= Benzyl group =

Chemical group (–CH2–C6H5)

 Benzyl group, benzyl radical, benzyl amine, benzyl bromide, benzyl chloroformate, and benzyl methyl ether. R = heteroatom, alkyl, aryl, allyl etc. or other substituents.

In organic chemistry, benzyl is the substituent or molecular fragment possessing the structure R\sCH2\sC6H5. Benzyl features a benzene ring (C6H6) attached to a methylene group (\sCH2\s).

==Nomenclature==
In IUPAC nomenclature, the prefix benzyl refers to a C6H5CH2 substituent, for example benzyl chloride or benzyl benzoate. Benzyl is not to be confused with phenyl with the formula C6H5.
The term benzylic is used to describe the position of the first carbon bonded to a benzene or other aromatic ring. For example, (C6H5)(CH3)2C+ is referred to as a "benzylic" carbocation. The benzyl free radical has the formula C6H5CH2•. The benzyl cation or phenylcarbenium ion is the carbocation with formula C6H5CH2+; the benzyl anion or phenylmethanide ion is the carbanion with the formula C6H5CH2-. None of these species can be formed in significant amounts in the solution phase under normal conditions, but they are useful referents for discussion of reaction mechanisms and may exist as reactive intermediates.

===Abbreviations===
Benzyl is most commonly abbreviated Bn. For example, benzyl alcohol can be represented as BnOH. Less common abbreviations are Bzl and Bz, the latter of which is ambiguous as it is also the standard abbreviation for the benzoyl group C6H5C(O)\s. Likewise, benzyl should not be confused with the phenyl group C6H5\s, abbreviated Ph.

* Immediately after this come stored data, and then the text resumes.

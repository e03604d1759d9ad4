use crate::math::{abs, ceil, floor, round, to_count};
use crate::{
    ContentOffsetAnchor, ItemSizeAverager, Range, ScrollStrategyError, Viewport,
    VirtualScrollStrategy,
};

/// Default `min_buffer_px`.
pub const DEFAULT_MIN_BUFFER_PX: f64 = 100.0;
/// Default `max_buffer_px`.
pub const DEFAULT_MAX_BUFFER_PX: f64 = 200.0;

/// A scroll strategy for items whose sizes are unknown until they are rendered.
///
/// Item sizes are estimated with an [`ItemSizeAverager`] that learns from every rendered
/// window. On each scroll the strategy renders just enough new items on the side being
/// approached to keep between `min_buffer_px` and `max_buffer_px` of content beyond the
/// viewport edge, and drops items on the opposite side when it can prove (by measuring them)
/// that doing so cannot expose empty space.
///
/// Estimation error accumulates in the offset of the rendered window. When scrolling toward the
/// start, that error is bled off a little at a time, in proportion to how far toward the start
/// each scroll moved, so it reaches zero exactly at the first item without a visible jump.
///
/// Programmatic scrolling to an index is not supported: without item sizes there is no way to
/// know where an index lives.
#[derive(Clone, Debug)]
pub struct AutoSizeVirtualScrollStrategy {
    attached: bool,
    min_buffer_px: f64,
    max_buffer_px: f64,
    averager: ItemSizeAverager,

    last_scroll_offset: f64,
    last_rendered_content_offset: f64,
    last_rendered_content_size: f64,

    /// Consecutive cycles where the planned removal turned out to be too large.
    removal_failures: u32,
}

impl AutoSizeVirtualScrollStrategy {
    /// Creates a detached strategy using the default item-size estimate.
    ///
    /// Buffer sizes are not validated here; see [`Self::update_buffer_size`].
    pub fn new(min_buffer_px: f64, max_buffer_px: f64) -> Self {
        Self::with_averager(min_buffer_px, max_buffer_px, ItemSizeAverager::default())
    }

    /// Creates a detached strategy that estimates with `averager`, e.g. one with another default
    /// item size. The averager is reset on every attach.
    pub fn with_averager(min_buffer_px: f64, max_buffer_px: f64, averager: ItemSizeAverager) -> Self {
        Self {
            attached: false,
            min_buffer_px,
            max_buffer_px,
            averager,
            last_scroll_offset: 0.0,
            last_rendered_content_offset: 0.0,
            last_rendered_content_size: 0.0,
            removal_failures: 0,
        }
    }

    /// Buffer below which more items are rendered.
    pub fn min_buffer_px(&self) -> f64 {
        self.min_buffer_px
    }

    /// Buffer to fill up to once rendering is triggered.
    pub fn max_buffer_px(&self) -> f64 {
        self.max_buffer_px
    }

    /// The size estimator fed by every rendered window.
    pub fn averager(&self) -> &ItemSizeAverager {
        &self.averager
    }

    /// Current estimate of a single item's size.
    pub fn average_item_size(&self) -> f64 {
        self.averager.average_item_size()
    }

    /// Consecutive scroll cycles whose planned removal had to be abandoned.
    pub fn removal_failures(&self) -> u32 {
        self.removal_failures
    }

    /// Updates both buffer bounds, or neither if `max_buffer_px < min_buffer_px`.
    pub fn update_buffer_size(
        &mut self,
        min_buffer_px: f64,
        max_buffer_px: f64,
    ) -> Result<(), ScrollStrategyError> {
        if max_buffer_px < min_buffer_px {
            vwarn!(min_buffer_px, max_buffer_px, "update_buffer_size: rejected");
            return Err(ScrollStrategyError::InvalidBufferSize {
                min_buffer_px,
                max_buffer_px,
            });
        }
        vdebug!(min_buffer_px, max_buffer_px, "update_buffer_size");
        self.min_buffer_px = min_buffer_px;
        self.max_buffer_px = max_buffer_px;
        Ok(())
    }

    fn update_rendered_content_after_scroll(&mut self, viewport: &mut dyn Viewport) {
        let scroll_offset = viewport.measure_scroll_offset();
        let mut scroll_delta = scroll_offset - self.last_scroll_offset;
        let mut scroll_magnitude = abs(scroll_delta);
        let rendered_range = viewport.rendered_range();
        let average = self.averager.average_item_size();

        let mut offset_correction = 0.0;
        if scroll_delta < 0.0 {
            // Where the rendered content would start if every item before it had the average
            // size. The gap between that and the real offset has to be closed by the time the
            // user reaches the top, so close the share of it this scroll covered.
            let predicted_offset = rendered_range.start as f64 * average;
            let offset_difference = predicted_offset - self.last_rendered_content_offset;
            let progress = unit_fraction(scroll_magnitude / (scroll_offset + scroll_magnitude));
            offset_correction = round(offset_difference * progress);

            // Pretend the user scrolled slightly more or less than they did.
            scroll_delta -= offset_correction;
            scroll_magnitude = abs(scroll_delta);
        }

        let toward_start = scroll_delta < 0.0;
        let toward_end = scroll_delta > 0.0;
        let viewport_size = viewport.viewport_size();

        let start_buffer = self.last_scroll_offset - self.last_rendered_content_offset;
        let end_buffer = (self.last_rendered_content_offset + self.last_rendered_content_size)
            - (self.last_scroll_offset + viewport_size);
        let underscan = scroll_magnitude + self.min_buffer_px
            - (if toward_start { start_buffer } else { end_buffer });

        if underscan > 0.0 {
            if scroll_magnitude >= viewport_size {
                // The whole viewport is new content either way; a jump is not noticeable.
                self.render_content_for_current_offset(viewport);
            } else {
                // Fill up to `max_buffer_px` rather than just the deficit, to leave slack for
                // estimation error.
                let add_items = to_count(ceil(
                    (underscan - self.min_buffer_px + self.max_buffer_px) / average,
                ));
                let overscan = (if toward_start { end_buffer } else { start_buffer })
                    - self.min_buffer_px
                    + scroll_magnitude;
                let unbounded_remove_items =
                    floor(overscan / average / f64::from(self.removal_failures.saturating_add(1)));
                let remove_items = rendered_range.len().min(to_count(unbounded_remove_items));

                let data_length = viewport.data_length();
                let mut range = expand_range(
                    rendered_range,
                    if toward_start { add_items } else { 0 },
                    if toward_end { add_items } else { 0 },
                    data_length,
                );

                let (content_offset, anchor) = if toward_start {
                    if !range.is_empty() {
                        range.end = range.end.saturating_sub(remove_items).max(range.start + 1);
                    }
                    let removed = Range::new(range.end, rendered_range.end.max(range.end));
                    let removed_size = viewport.measure_range_size(removed);
                    let offset = if removed_size <= overscan {
                        self.removal_failures = 0;
                        self.last_rendered_content_offset + self.last_rendered_content_size
                            - removed_size
                    } else {
                        // Measured more than the buffer can spare: keep everything and be more
                        // conservative next cycle.
                        range.end = rendered_range.end;
                        self.removal_failures = self.removal_failures.saturating_add(1);
                        vdebug!(
                            removed_size,
                            overscan,
                            removal_failures = self.removal_failures,
                            "removal exceeded overscan"
                        );
                        self.last_rendered_content_offset + self.last_rendered_content_size
                    };
                    (offset, ContentOffsetAnchor::ToEnd)
                } else {
                    if !range.is_empty() {
                        range.start = (range.start + remove_items).min(range.end - 1);
                    }
                    let removed = Range::new(rendered_range.start, range.start.max(rendered_range.start));
                    let removed_size = viewport.measure_range_size(removed);
                    let offset = if removed_size <= overscan {
                        self.removal_failures = 0;
                        self.last_rendered_content_offset + removed_size
                    } else {
                        range.start = rendered_range.start;
                        self.removal_failures = self.removal_failures.saturating_add(1);
                        vdebug!(
                            removed_size,
                            overscan,
                            removal_failures = self.removal_failures,
                            "removal exceeded overscan"
                        );
                        self.last_rendered_content_offset
                    };
                    (offset, ContentOffsetAnchor::ToStart)
                };

                let range = range.clamp_to(data_length);
                vtrace!(
                    scroll_offset,
                    scroll_delta,
                    underscan,
                    overscan,
                    add_items,
                    remove_items,
                    start = range.start,
                    end = range.end,
                    "incremental render"
                );
                viewport.set_rendered_range(range);
                viewport.set_rendered_content_offset(content_offset + offset_correction, anchor);
            }
        } else if offset_correction != 0.0 {
            // Nothing new to render, but the window still has to drift toward its true offset.
            viewport.set_rendered_content_offset(
                self.last_rendered_content_offset + offset_correction,
                ContentOffsetAnchor::ToStart,
            );
        }

        self.last_scroll_offset = scroll_offset;
    }

    /// Discards the incremental state and renders around the estimated position of the
    /// current scroll offset.
    fn render_content_for_current_offset(&mut self, viewport: &mut dyn Viewport) {
        let scroll_offset = viewport.measure_scroll_offset();
        self.last_scroll_offset = scroll_offset;
        self.removal_failures = 0;

        let item_size = self.averager.average_item_size();
        let data_length = viewport.data_length();
        let first_visible_index =
            to_count(floor(scroll_offset / item_size)).min(data_length.saturating_sub(1));
        let buffer_size = to_count(ceil(self.max_buffer_px / item_size));
        let visible = visible_range_for_index(
            first_visible_index,
            viewport.viewport_size(),
            item_size,
            data_length,
        );
        let range = expand_range(visible, buffer_size, buffer_size, data_length);
        let content_offset = item_size * range.start as f64;

        vdebug!(
            scroll_offset,
            item_size,
            start = range.start,
            end = range.end,
            content_offset,
            "full render"
        );
        viewport.set_rendered_range(range);
        viewport.set_rendered_content_offset(content_offset, ContentOffsetAnchor::ToStart);
    }

    fn check_rendered_content_size(&mut self, viewport: &mut dyn Viewport) {
        self.last_rendered_content_size = viewport.measure_rendered_content_size();
        let rendered_range = viewport.rendered_range();
        self.averager
            .add_sample(rendered_range, self.last_rendered_content_size);

        let unrendered = viewport.data_length().saturating_sub(rendered_range.len());
        let total_size = self.last_rendered_content_size
            + unrendered as f64 * self.averager.average_item_size();
        viewport.set_total_content_size(total_size);
    }
}

impl Default for AutoSizeVirtualScrollStrategy {
    fn default() -> Self {
        Self::new(DEFAULT_MIN_BUFFER_PX, DEFAULT_MAX_BUFFER_PX)
    }
}

impl VirtualScrollStrategy for AutoSizeVirtualScrollStrategy {
    fn attach(&mut self, viewport: &mut dyn Viewport) {
        vdebug!(
            data_length = viewport.data_length(),
            viewport_size = viewport.viewport_size(),
            "autosize attach"
        );
        self.averager.reset();
        self.attached = true;
        self.last_rendered_content_offset = 0.0;
        self.last_rendered_content_size = 0.0;
        self.render_content_for_current_offset(viewport);
    }

    fn detach(&mut self) {
        if self.attached {
            vdebug!("autosize detach");
        }
        self.attached = false;
    }

    fn is_attached(&self) -> bool {
        self.attached
    }

    fn on_content_scrolled(&mut self, viewport: &mut dyn Viewport) {
        if !self.attached {
            return;
        }
        self.update_rendered_content_after_scroll(viewport);
    }

    fn on_data_length_changed(&mut self, viewport: &mut dyn Viewport) {
        if !self.attached {
            return;
        }
        vdebug!(data_length = viewport.data_length(), "autosize data length changed");
        self.render_content_for_current_offset(viewport);
        self.check_rendered_content_size(viewport);
    }

    fn on_content_rendered(&mut self, viewport: &mut dyn Viewport) {
        if !self.attached {
            return;
        }
        self.check_rendered_content_size(viewport);
    }

    fn on_rendered_offset_changed(&mut self, viewport: &mut dyn Viewport) {
        if !self.attached {
            return;
        }
        self.last_rendered_content_offset = viewport.offset_to_rendered_content_start();
    }

    fn scroll_to_index(
        &mut self,
        _viewport: &mut dyn Viewport,
        _index: usize,
    ) -> Result<(), ScrollStrategyError> {
        vwarn!("scroll_to_index is not supported by the autosize strategy");
        Err(ScrollStrategyError::Unsupported {
            operation: "scroll_to_index",
            strategy: "autosize",
        })
    }

    fn scrolled_index_change(&mut self) -> Result<Option<usize>, ScrollStrategyError> {
        vwarn!("scrolled_index_change is not supported by the autosize strategy");
        Err(ScrollStrategyError::Unsupported {
            operation: "scrolled_index_change",
            strategy: "autosize",
        })
    }
}

/// The items that fit in the viewport starting at `start_index`, pulled back if that would run
/// past the end of the data.
fn visible_range_for_index(
    start_index: usize,
    viewport_size: f64,
    item_size: f64,
    data_length: usize,
) -> Range {
    let end = start_index.saturating_add(to_count(ceil(viewport_size / item_size)));
    let extra = end.saturating_sub(data_length);
    Range::new(start_index.saturating_sub(extra), end)
}

fn expand_range(range: Range, expand_start: usize, expand_end: usize, data_length: usize) -> Range {
    let end = range.end.saturating_add(expand_end).min(data_length);
    let start = range.start.saturating_sub(expand_start).min(end);
    Range::new(start, end)
}

/// Clamps into `[0, 1]`, treating NaN as no progress.
fn unit_fraction(x: f64) -> f64 {
    if x.is_nan() { 0.0 } else { x.clamp(0.0, 1.0) }
}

==Reactivity of benzylic centers==
The enhanced reactivity of benzylic positions is attributed to the low bond dissociation energy for benzylic C−H bonds. Specifically, the bond C6H5CH2\sH is about 10–15% weaker than other kinds of C−H bonds. The neighboring aromatic ring stabilizes benzyl radicals. The data tabulated below compare benzylic C−H bond to related C−H bond strengths.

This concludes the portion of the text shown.